GAP’s Hasaj comments that the “government-produced strategy looks promising in a way, aiming for a transition from coal-based to green energy.” 

However, he adds that the country has had problems with the stability of governments in the past, making it difficult to take a long-term approach. 

He also pointed to the importance of increasing energy efficiency at the same time as investing into new capacity, given that the residential sector is the largest energy consumer in the country. “We noticed very poor insulation of homes, windows and boilers. Energy performance is very low, there is a major need,” he says. 

Pippa Gallop of the NGO Bankwatch notes that the timeline for reaching total installed renewables capacity of 1,600 MW by 2031 requiring 1,320 MW of new renewable energy generation capacity is “quite tight”. 

“For utility-scale solar, in principle it is possible as there are definitely at least 600 MW of projects being proposed, with some of them very large, such as a 100-MW solar plant on the ash dump at Kosova A, which may, according to the draft, be funded by the EIB. For wind, we are aware of just under 500 MW in the pipeline, so that might be tight, but again it is possible in principle,” Gallop says. 

“I would love to see 200 MW of prosumer capacity, but it’s quite ambitious by 2030-2031 and this would definitely depend on a good level of support by the government, as many people cannot afford to install their own systems,” she adds. 

Leaving coal behind? 

For coal-rich nations, removing the fuel from the energy mix is complicated. Alongside Kosovo’s renewables ambitions, there have long been plans to update the country’s coal power generation capacity.

Previously, ContourGlobal was due to build a major new coal power plant in Kosovo, Kosova e Re, that would have replaced the two existing coal power plants. However, the World Bank, which had initially planned to back the project that was estimated at €1.3bn, withdrew its support as the climate crisis worsened and IFIs backed away from funding coal power. As politicians in Pristina also turned against the plan, ContourGlobal cancelled the 500-MW coal-fired power plant project in March 2020, seeking compensation via the International Center for Settlement of Investment Disputes (ICSID).

There are currently plans to refurbish Kosova B and one of two units of Kosova A to bring them into compliance with Kosovo’s legal obligations under the Energy Community Treaty. 

Gallop tells bne IntelliNews this would be an improvement on the current situation, though less optimal than investing into renewables. 

However, she adds, “with such old units, only time will tell whether the reductions are really achieved. What we are also seeing at Ugljevik in BiH and Kostolac B3 in Serbia is that even with installed pollution control equipment, they don’t always want to use it, because it requires a lot of energy to run, which means less electricity for them to sell.

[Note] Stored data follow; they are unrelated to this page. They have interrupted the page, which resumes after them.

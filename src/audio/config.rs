//! Configuration validation errors

use thiserror::Error;

/// Configuration errors, raised when a config is constructed or validated
/// and never mid-stream.
#[derive(Error, Debug, Clone, PartialEq)]
pub enum ConfigError {
    #[error("Band count must be at least 1")]
    ZeroBands,

    #[error("Invalid frequency range: {min_hz} Hz .. {max_hz} Hz")]
    InvalidFrequencyRange { min_hz: f32, max_hz: f32 },

    #[error("Logarithmic base must be greater than 1, got {0}")]
    InvalidLogBase(f32),

    #[error("Reference level must be a positive dB value, got {0}")]
    InvalidReferenceDb(f32),

    #[error("Decay rate must be in (0, 1), got {0}")]
    InvalidDecay(f32),

    #[error("Invalid neighbor kernel: {0}")]
    InvalidKernel(String),

    #[error("Sensitivity must be a non-negative number, got {0}")]
    InvalidSensitivity(f32),

    #[error("{name} must be in [0, 1), got {value}")]
    InvalidFactor { name: &'static str, value: f32 },

    #[error("History window must be longer than 0 ms")]
    ZeroHistoryWindow,

    #[error("Frame queue capacity must be at least 1")]
    ZeroFrameQueue,
}

/// Check a smoothing-style coefficient lies in [0, 1).
pub(crate) fn check_factor(name: &'static str, value: f32) -> Result<(), ConfigError> {
    if value.is_finite() && (0.0..1.0).contains(&value) {
        Ok(())
    } else {
        Err(ConfigError::InvalidFactor { name, value })
    }
}
//! Visualization style presets

use super::bands::{BandConfig, DistributionMode, FrequencyRange, ReductionMode};
use super::smoothing::{NeighborKernel, SmoothingConfig};
use serde::{Deserialize, Serialize};

/// Per-style tuning of the band layout and display smoothing
#[derive(Debug, Clone, PartialEq, Serialize, Deserialize)]
pub struct StylePreset {
    pub name: String,
    pub bands: BandConfig,
    pub reference_db: f32,
    pub smoothing: SmoothingConfig,
}

/// Return all built-in presets
pub fn get_presets() -> Vec<StylePreset> {
    vec![
        StylePreset {
            name: "bars".to_string(),
            bands: BandConfig {
                band_count: 32,
                distribution: DistributionMode::logarithmic(),
                reduction: ReductionMode::Mean,
                frequency_range: None,
            },
            reference_db: 60.0,
            smoothing: SmoothingConfig {
                decay: Some(0.93),
                kernel: None,
                passes: 0,
            },
        },
        StylePreset {
            name: "circle".to_string(),
            bands: BandConfig {
                band_count: 64,
                distribution: DistributionMode::logarithmic(),
                reduction: ReductionMode::Max,
                frequency_range: None,
            },
            reference_db: 70.0,
            smoothing: SmoothingConfig {
                decay: Some(0.95),
                kernel: Some(NeighborKernel::three_tap()),
                passes: 2,
            },
        },
        StylePreset {
            name: "wave".to_string(),
            bands: BandConfig {
                band_count: 48,
                distribution: DistributionMode::Linear,
                reduction: ReductionMode::Mean,
                frequency_range: None,
            },
            reference_db: 80.0,
            smoothing: SmoothingConfig {
                decay: Some(0.90),
                kernel: Some(NeighborKernel::five_tap()),
                passes: 1,
            },
        },
        StylePreset {
            name: "spectrum".to_string(),
            bands: BandConfig {
                band_count: 128,
                distribution: DistributionMode::Linear,
                reduction: ReductionMode::Max,
                frequency_range: None,
            },
            reference_db: 45.0,
            smoothing: SmoothingConfig {
                decay: None,
                kernel: None,
                passes: 0,
            },
        },
        StylePreset {
            name: "bass".to_string(),
            bands: BandConfig {
                band_count: 8,
                distribution: DistributionMode::Linear,
                reduction: ReductionMode::Max,
                frequency_range: Some(FrequencyRange::bass()),
            },
            reference_db: 50.0,
            smoothing: SmoothingConfig {
                decay: Some(0.97),
                kernel: None,
                passes: 0,
            },
        },
    ]
}

/// Look up a preset by name (case-insensitive), returning None if not found
pub fn get_preset(name: &str) -> Option<StylePreset> {
    let lower = name.to_lowercase();
    get_presets().into_iter().find(|p| p.name == lower)
}

#[cfg(test)]
mod tests {
    use super::*;
    use crate::audio::Normalizer;

    #[test]
    fn get_presets_returns_five_styles() {
        let presets = get_presets();
        let names: Vec<&str> = presets.iter().map(|p| p.name.as_str()).collect();
        assert_eq!(names, ["bars", "circle", "wave", "spectrum", "bass"]);
    }

    #[test]
    fn get_preset_by_name_is_case_insensitive() {
        assert!(get_preset("BARS").is_some());
        assert!(get_preset("Circle").is_some());
        assert!(get_preset("nonexistent").is_none());
    }

    #[test]
    fn every_preset_validates() {
        for preset in get_presets() {
            assert!(preset.bands.validate().is_ok(), "{}", preset.name);
            assert!(preset.smoothing.validate().is_ok(), "{}", preset.name);
            assert!(Normalizer::new(preset.reference_db).is_ok(), "{}", preset.name);
            assert!((45.0..=80.0).contains(&preset.reference_db));
        }
    }

    #[test]
    fn presets_serialize_to_json() {
        let preset = get_preset("bass").unwrap();
        let json = serde_json::to_string(&preset).unwrap();
        let back: StylePreset = serde_json::from_str(&json).unwrap();
        assert_eq!(back, preset);
        assert!(json.contains("\"min_hz\":60.0"));
    }
}
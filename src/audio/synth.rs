//! Capture simulator: PCM to 8-bit frequency-domain frames
//!
//! Produces frames in the layout the capture layer delivers:
//! `[DC, Nyquist, re1, im1, re2, im2, ...]`, each value a signed byte.

use super::spectrum::Frame;
use rustfft::{num_complex::Complex, Fft, FftPlanner};
use std::sync::Arc;

/// Hann-windowed FFT of a fixed capture size
pub struct FrameSynth {
    fft: Arc<dyn Fft<f32>>,
    window: Vec<f32>,
    buffer: Vec<Complex<f32>>,
    capture_size: usize,
    sample_rate: u32,
}

impl FrameSynth {
    /// `capture_size` is rounded down to an even count of at least 4.
    pub fn new(capture_size: usize, sample_rate: u32) -> Self {
        let capture_size = capture_size.max(4) & !1;

        let window: Vec<f32> = (0..capture_size)
            .map(|i| {
                0.5 * (1.0
                    - (2.0 * std::f32::consts::PI * i as f32 / (capture_size - 1) as f32).cos())
            })
            .collect();

        let mut planner = FftPlanner::<f32>::new();
        let fft = planner.plan_fft_forward(capture_size);

        Self {
            fft,
            window,
            buffer: vec![Complex::new(0.0, 0.0); capture_size],
            capture_size,
            sample_rate,
        }
    }

    pub fn capture_size(&self) -> usize {
        self.capture_size
    }

    pub fn sample_rate(&self) -> u32 {
        self.sample_rate
    }

    /// Transform one block of mono PCM in [-1, 1]. Short input is zero
    /// padded, long input truncated to the capture size.
    pub fn synthesize(&mut self, pcm: &[f32], timestamp_ms: u64) -> Frame {
        let n = self.capture_size;
        for (i, slot) in self.buffer.iter_mut().enumerate() {
            let sample = pcm.get(i).copied().unwrap_or(0.0);
            *slot = Complex::new(sample * self.window[i], 0.0);
        }
        self.fft.process(&mut self.buffer);

        let scale = 256.0 / n as f32;
        let quantize = |v: f32| (v * scale).round().clamp(-128.0, 127.0) as i8;

        let mut data = vec![0i8; n];
        data[0] = quantize(self.buffer[0].re);
        data[1] = quantize(self.buffer[n / 2].re);
        for k in 1..n / 2 {
            data[2 * k] = quantize(self.buffer[k].re);
            data[2 * k + 1] = quantize(self.buffer[k].im);
        }

        Frame::new(data, self.sample_rate, timestamp_ms)
    }
}

/// Sine wave PCM block
pub fn tone(frequency_hz: f32, amplitude: f32, len: usize, sample_rate: u32) -> Vec<f32> {
    (0..len)
        .map(|i| {
            amplitude
                * (2.0 * std::f32::consts::PI * frequency_hz * i as f32 / sample_rate as f32).sin()
        })
        .collect()
}

/// Silent PCM block
pub fn silence(len: usize) -> Vec<f32> {
    vec![0.0; len]
}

Another concern is the high cost of refurbishing such old plants, and the likelihood of efforts and resources being diverted from increasing energy efficiency and renewables.”

For the longer term, Gallop said it is concerning that Kosovo’s National Energy and Climate Plan (NECP) “doesn’t clarify anything about the closure dates of the coal plants”. The Energy Community secretariat said in 2023 in its assessment of Kosovo’s draft NECP that Pristina should commit to phasing out coal and achieving climate neutrality by the middle of this century. 

A report by Climate Action Network (CAN), a European NGO coalition dedicated to combating climate change, also pointed to the absence of a comprehensive strategy for phasing out lignite. Expectations for coal power plants to remain operational beyond 2040 raised concerns, with the report arguing that this lack of strategy represents a critical gap in Kosovo's commitment to decarbonisation.

There have been some strong steps in the right direction, notably with the opening of the country’s largest wind farm and the adoption of the government’s strategy. However, as is the case globally, more will be needed.